• **Try it**
The line containing "let mid = a.midpoint(b);" marks the end: restate word for word every line from the first line of the entries below through that one.

• **Listed records**
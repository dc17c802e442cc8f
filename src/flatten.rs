// Copyright 2025 the Geom2d Authors
// SPDX-License-Identifier: Apache-2.0 OR MIT

//! Approximation of curves by line segments.

use smallvec::SmallVec;

use crate::{
    distance_squared_segment_point, PathElement, PathElementType, PathIterator, Point,
    WindingRule,
};

#[cfg(not(feature = "std"))]
use crate::common::FloatFuncs;

/// The default maximum number of recursive subdivisions of one curve.
pub const DEFAULT_FLATTENING_LIMIT: u32 = 10;

/// A curve waiting to be subdivided or emitted as a line.
#[derive(Clone, Copy, Debug)]
enum PendingCurve {
    Quad([Point; 3]),
    Cubic([Point; 4]),
}

impl PendingCurve {
    /// The squared maximum distance of the control points from the chord.
    fn squared_flatness(&self) -> f64 {
        match self {
            PendingCurve::Quad([p0, p1, p2]) => distance_squared_segment_point(*p0, *p2, *p1),
            PendingCurve::Cubic([p0, p1, p2, p3]) => distance_squared_segment_point(*p0, *p3, *p1)
                .max(distance_squared_segment_point(*p0, *p3, *p2)),
        }
    }

    fn end(&self) -> Point {
        match self {
            PendingCurve::Quad(p) => p[2],
            PendingCurve::Cubic(p) => p[3],
        }
    }

    /// Split at `t = 0.5` with de Casteljau's construction.
    fn subdivide(&self) -> (PendingCurve, PendingCurve) {
        match self {
            PendingCurve::Quad([p0, p1, p2]) => {
                let a = p0.midpoint(*p1);
                let b = p1.midpoint(*p2);
                let mid = a.midpoint(b);
                (
                    PendingCurve::Quad([*p0, a, mid]),
                    PendingCurve::Quad([mid, b, *p2]),
                )
            }
            PendingCurve::Cubic([p0, p1, p2, p3]) => {
                let a = p0.midpoint(*p1);
                let b = p1.midpoint(*p2);
                let c = p2.midpoint(*p3);
                let ab = a.midpoint(b);
                let bc = b.midpoint(c);
                let mid = ab.midpoint(bc);
                (
                    PendingCurve::Cubic([*p0, a, ab, mid]),
                    PendingCurve::Cubic([mid, bc, c, *p3]),
                )
            }
        }
    }
}

/// A [`PathIterator`] that replaces every curve of another iterator by lines.
///
/// Moves, lines and closes pass through. Each emitted element's `from` is the
/// end point of the element emitted before it. A curve is split in halves
/// until its squared flatness drops below the squared tolerance, or until it
/// has been split `limit` times.
#[derive(Clone, Debug)]
pub struct FlatteningIter<I> {
    inner: I,
    squared_flatness: f64,
    limit: u32,
    /// Pending pieces of the current curve; the top is the next one in path
    /// order.
    pending: SmallVec<[(PendingCurve, u32); 16]>,
    current: Point,
    move_point: Point,
}

impl<I: PathIterator> FlatteningIter<I> {
    /// Flatten `inner` with the maximum control point deviation `flatness`.
    pub fn new(inner: I, flatness: f64) -> Self {
        Self::with_limit(inner, flatness, DEFAULT_FLATTENING_LIMIT)
    }

    /// Flatten `inner`, subdividing each curve at most `limit` times.
    pub fn with_limit(inner: I, flatness: f64, limit: u32) -> Self {
        FlatteningIter {
            inner,
            squared_flatness: flatness * flatness,
            limit,
            pending: SmallVec::new(),
            current: Point::ZERO,
            move_point: Point::ZERO,
        }
    }

    fn push_curve(&mut self, curve: PendingCurve) {
        self.pending.push((curve, 0));
    }
}

impl<I: PathIterator> Iterator for FlatteningIter<I> {
    type Item = PathElement;

    fn next(&mut self) -> Option<PathElement> {
        loop {
            if let Some((curve, level)) = self.pending.pop() {
                let flatness = curve.squared_flatness();
                if level < self.limit && flatness >= self.squared_flatness {
                    let (left, right) = curve.subdivide();
                    self.pending.push((right, level + 1));
                    self.pending.push((left, level + 1));
                    continue;
                }
                if flatness >= self.squared_flatness {
                    log::trace!(
                        "curve piece still {} off its chord after {} subdivisions",
                        flatness.sqrt(),
                        level
                    );
                }
                let end = curve.end();
                let el = PathElement::line_to(self.current, end);
                self.current = end;
                return Some(el);
            }
            let el = self.inner.next()?;
            match el.kind {
                PathElementType::MoveTo => {
                    self.current = el.to;
                    self.move_point = el.to;
                    return Some(PathElement::move_to(el.to));
                }
                PathElementType::LineTo => {
                    let out = PathElement::line_to(self.current, el.to);
                    self.current = el.to;
                    return Some(out);
                }
                PathElementType::QuadTo => {
                    self.push_curve(PendingCurve::Quad([self.current, el.ctrl1, el.to]));
                }
                PathElementType::CurveTo => {
                    self.push_curve(PendingCurve::Cubic([
                        self.current,
                        el.ctrl1,
                        el.ctrl2,
                        el.to,
                    ]));
                }
                PathElementType::Close => {
                    let out = PathElement::close(self.current, self.move_point);
                    self.current = self.move_point;
                    return Some(out);
                }
            }
        }
    }
}

impl<I: PathIterator> PathIterator for FlatteningIter<I> {
    #[inline]
    fn winding_rule(&self) -> WindingRule {
        self.inner.winding_rule()
    }
}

• **Answer to the problem**
repository dc17c802e442cc8f
filename src/flatten.rs
// Copyright 2025 the Geom2d Authors
// SPDX-License-Identifier: Apache-2.0 OR MIT

//! Approximation of curves by line segments.

use smallvec::SmallVec;

use crate::{
    distance_squared_segment_point, PathElement, PathElementType, PathIterator, Point,
    WindingRule,
};

#[cfg(not(feature = "std"))]
use crate::common::FloatFuncs;

/// The default maximum number of recursive subdivisions of one curve.
pub const DEFAULT_FLATTENING_LIMIT: u32 = 10;

/// A curve waiting to be subdivided or emitted as a line.
#[derive(Clone, Copy, Debug)]
enum PendingCurve {
    Quad([Point; 3]),
    Cubic([Point; 4]),
}

impl PendingCurve {
    /// The squared maximum distance of the control points from the chord.
    fn squared_flatness(&self) -> f64 {
        match self {
            PendingCurve::Quad([p0, p1, p2]) => distance_squared_segment_point(*p0, *p2, *p1),
            PendingCurve::Cubic([p0, p1, p2, p3]) => distance_squared_segment_point(*p0, *p3, *p1)
                .max(distance_squared_segment_point(*p0, *p3, *p2)),
        }
    }

    fn end(&self) -> Point {
        match self {
            PendingCurve::Quad(p) => p[2],
            PendingCurve::Cubic(p) => p[3],
        }
    }

    /// Split at `t = 0.5` with de Casteljau's construction.
    fn subdivide(&self) -> (PendingCurve, PendingCurve) {
        match self {
            PendingCurve::Quad([p0, p1, p2]) => {
                let a = p0.midpoint(*p1);
                let b = p1.midpoint(*p2);
                let mid = a.midpoint(b);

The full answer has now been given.